Carlyle to Buy 55% Claren Road Stake

The private-equity giant Carlyle Group agreed to acquire a majority stake in a Claren Road Asset Management, a $4.5 billion long-short hedge fund.

Carlyle, with roughly $98 billion under management, would get a 55% stake in Claren in exchange for an undisclosed amount of cash, an ownership interest in Carlyle and performance-based contingency payments.

Claren Road founders will reinvest substantially all of the initial cash proceeds from the transaction back into Claren Road funds.

The transaction also allows Citigroup, which seeded Claren Road in 2006, and the Goldman Sachs Petershill Fund, which bought a minority stake in Claren Road in 2008, to exit their investments.

Claren Road was established in 2005 by four former senior members of Citigroup's credit trading department: Brian Riano, John Eckerson, Sean Fahey and Albert Marino.

They will continue to manage the day-to-day operations, including all investment decisions, and, together with Carlyle, affect broader strategic decisions.

"This new partnership is an important addition to our expanding stable of credit product offerings," Mitch Petrick, managing director and head of Carlyle's $14.7 billion global credit alternatives business, said in a press release Monday.

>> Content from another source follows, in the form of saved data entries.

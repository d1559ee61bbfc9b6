//! Word-level diff between reference and transcription tokens.

use serde::{Deserialize, Serialize};

use crate::text::matching::matching_blocks;

/// Classification of one token relative to the alignment between the
/// reference (sequence A) and the transcription (sequence B).
#[derive(Debug, Clone, PartialEq, Eq, Serialize, Deserialize)]
#[serde(tag = "kind", content = "token", rename_all = "lowercase")]
pub enum DiffEntry {
    /// Present in both sequences at aligned positions.
    Common(String),
    /// Present in the reference, absent from the transcription.
    Missing(String),
    /// Present in the transcription, absent from the reference.
    Extra(String),
}

impl DiffEntry {
    pub fn token(&self) -> &str {
        match self {
            DiffEntry::Common(t) | DiffEntry::Missing(t) | DiffEntry::Extra(t) => t,
        }
    }
}

/// Splits both normalized texts on whitespace and walks the matching
/// blocks over the token sequences. Each gap between blocks emits the
/// reference's unmatched tokens as `Missing`, then the transcription's
/// as `Extra`, preserving original token order throughout.
pub fn diff_tokens(reference: &str, transcription: &str) -> Vec<DiffEntry> {
    let ref_tokens: Vec<&str> = reference.split_whitespace().collect();
    let trans_tokens: Vec<&str> = transcription.split_whitespace().collect();

    let mut entries = Vec::with_capacity(ref_tokens.len() + trans_tokens.len());
    let mut ref_cursor = 0;
    let mut trans_cursor = 0;

    for block in matching_blocks(&ref_tokens, &trans_tokens) {
        push_gap(
            &mut entries,
            &ref_tokens[ref_cursor..block.a_start],
            &trans_tokens[trans_cursor..block.b_start],
        );
        for token in &ref_tokens[block.a_start..block.a_start + block.len] {
            entries.push(DiffEntry::Common(token.to_string()));
        }
        ref_cursor = block.a_start + block.len;
        trans_cursor = block.b_start + block.len;
    }
    push_gap(
        &mut entries,
        &ref_tokens[ref_cursor..],
        &trans_tokens[trans_cursor..],
    );

    entries
}

fn push_gap(entries: &mut Vec<DiffEntry>, missing: &[&str], extra: &[&str]) {
    for token in missing {
        entries.push(DiffEntry::Missing(token.to_string()));
    }
    for token in extra {
        entries.push(DiffEntry::Extra(token.to_string()));
    }
}

#[cfg(test)]
mod tests {
    use super::*;

    fn counts(entries: &[DiffEntry]) -> (usize, usize, usize) {
        let common = entries
            .iter()
            .filter(|e| matches!(e, DiffEntry::Common(_)))
            .count();
        let missing = entries
            .iter()
            .filter(|e| matches!(e, DiffEntry::Missing(_)))
            .count();
        let extra = entries
            .iter()
            .filter(|e| matches!(e, DiffEntry::Extra(_)))
            .count();
        (common, missing, extra)
    }

    #[test]
    fn identical_texts_are_all_common() {
        let entries = diff_tokens("محمود والد زيد", "محمود والد زيد");
        assert_eq!(counts(&entries), (3, 0, 0));
    }

    #[test]
    fn truncated_reading_marks_tail_missing() {
        let entries = diff_tokens("محمود والد زيد وهو يعمل", "محمود والد");
        assert_eq!(counts(&entries), (2, 3, 0));
        assert_eq!(
            entries,
            vec![
                DiffEntry::Common("محمود".into()),
                DiffEntry::Common("والد".into()),
                DiffEntry::Missing("زيد".into()),
                DiffEntry::Missing("وهو".into()),
                DiffEntry::Missing("يعمل".into()),
            ]
        );
    }

    #[test]
    fn substitution_emits_missing_then_extra() {
        let entries = diff_tokens("a b c", "a x c");
        assert_eq!(
            entries,
            vec![
                DiffEntry::Common("a".into()),
                DiffEntry::Missing("b".into()),
                DiffEntry::Extra("x".into()),
                DiffEntry::Common("c".into()),
            ]
        );
    }

    #[test]
    fn empty_inputs_yield_empty_or_one_sided_diffs() {
        assert!(diff_tokens("", "").is_empty());
        let entries = diff_tokens("a b", "");
        assert_eq!(counts(&entries), (0, 2, 0));
        let entries = diff_tokens("", "a b");
        assert_eq!(counts(&entries), (0, 0, 2));
    }

    #[test]
    fn counts_conserve_token_totals() {
        let cases = [
            ("محمود والد زيد وهو يعمل", "محمود والد"),
            ("a b c d", "b c x y"),
            ("one two", "one two three"),
        ];
        for (reference, transcription) in cases {
            let entries = diff_tokens(reference, transcription);
            let (common, missing, extra) = counts(&entries);
            assert_eq!(
                common + missing,
                reference.split_whitespace().count(),
                "reference side for {reference:?}"
            );
            assert_eq!(
                common + extra,
                transcription.split_whitespace().count(),
                "transcription side for {transcription:?}"
            );
        }
    }
}
//! Character-level similarity between two normalized strings.

use crate::text::matching::matching_blocks;

/// Ratio of matched characters to total characters, `2 * M / T`, scaled
/// to a percentage. Character-level on purpose: partially correct words
/// still earn credit even when the word-level diff rejects them.
///
/// Two empty strings are defined as fully similar. No rounding happens
/// here; presentation layers round.
pub fn similarity(a: &str, b: &str) -> f64 {
    let left: Vec<char> = a.chars().collect();
    let right: Vec<char> = b.chars().collect();

    let total = left.len() + right.len();
    if total == 0 {
        return 100.0;
    }

    let matched: usize = matching_blocks(&left, &right)
        .iter()
        .map(|block| block.len)
        .sum();

    2.0 * matched as f64 / total as f64 * 100.0
}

Claren Road has a track record of "consistent, low-volatility, uncorrelated performance across varying market conditions during the last five years," Petrick said. He said its investment strategy is "consistent with Carlyle's views on the optimal strategy to exploit investment opportunities in credit over the long term,"

Riano, a Claren Road co-founder and its chief executive, said in the press release that the partnership should benefit the firm by allowing it to access Carlyle's global network and industry expertise as well as its strong regulatory, compliance, legal and investor services capabilities.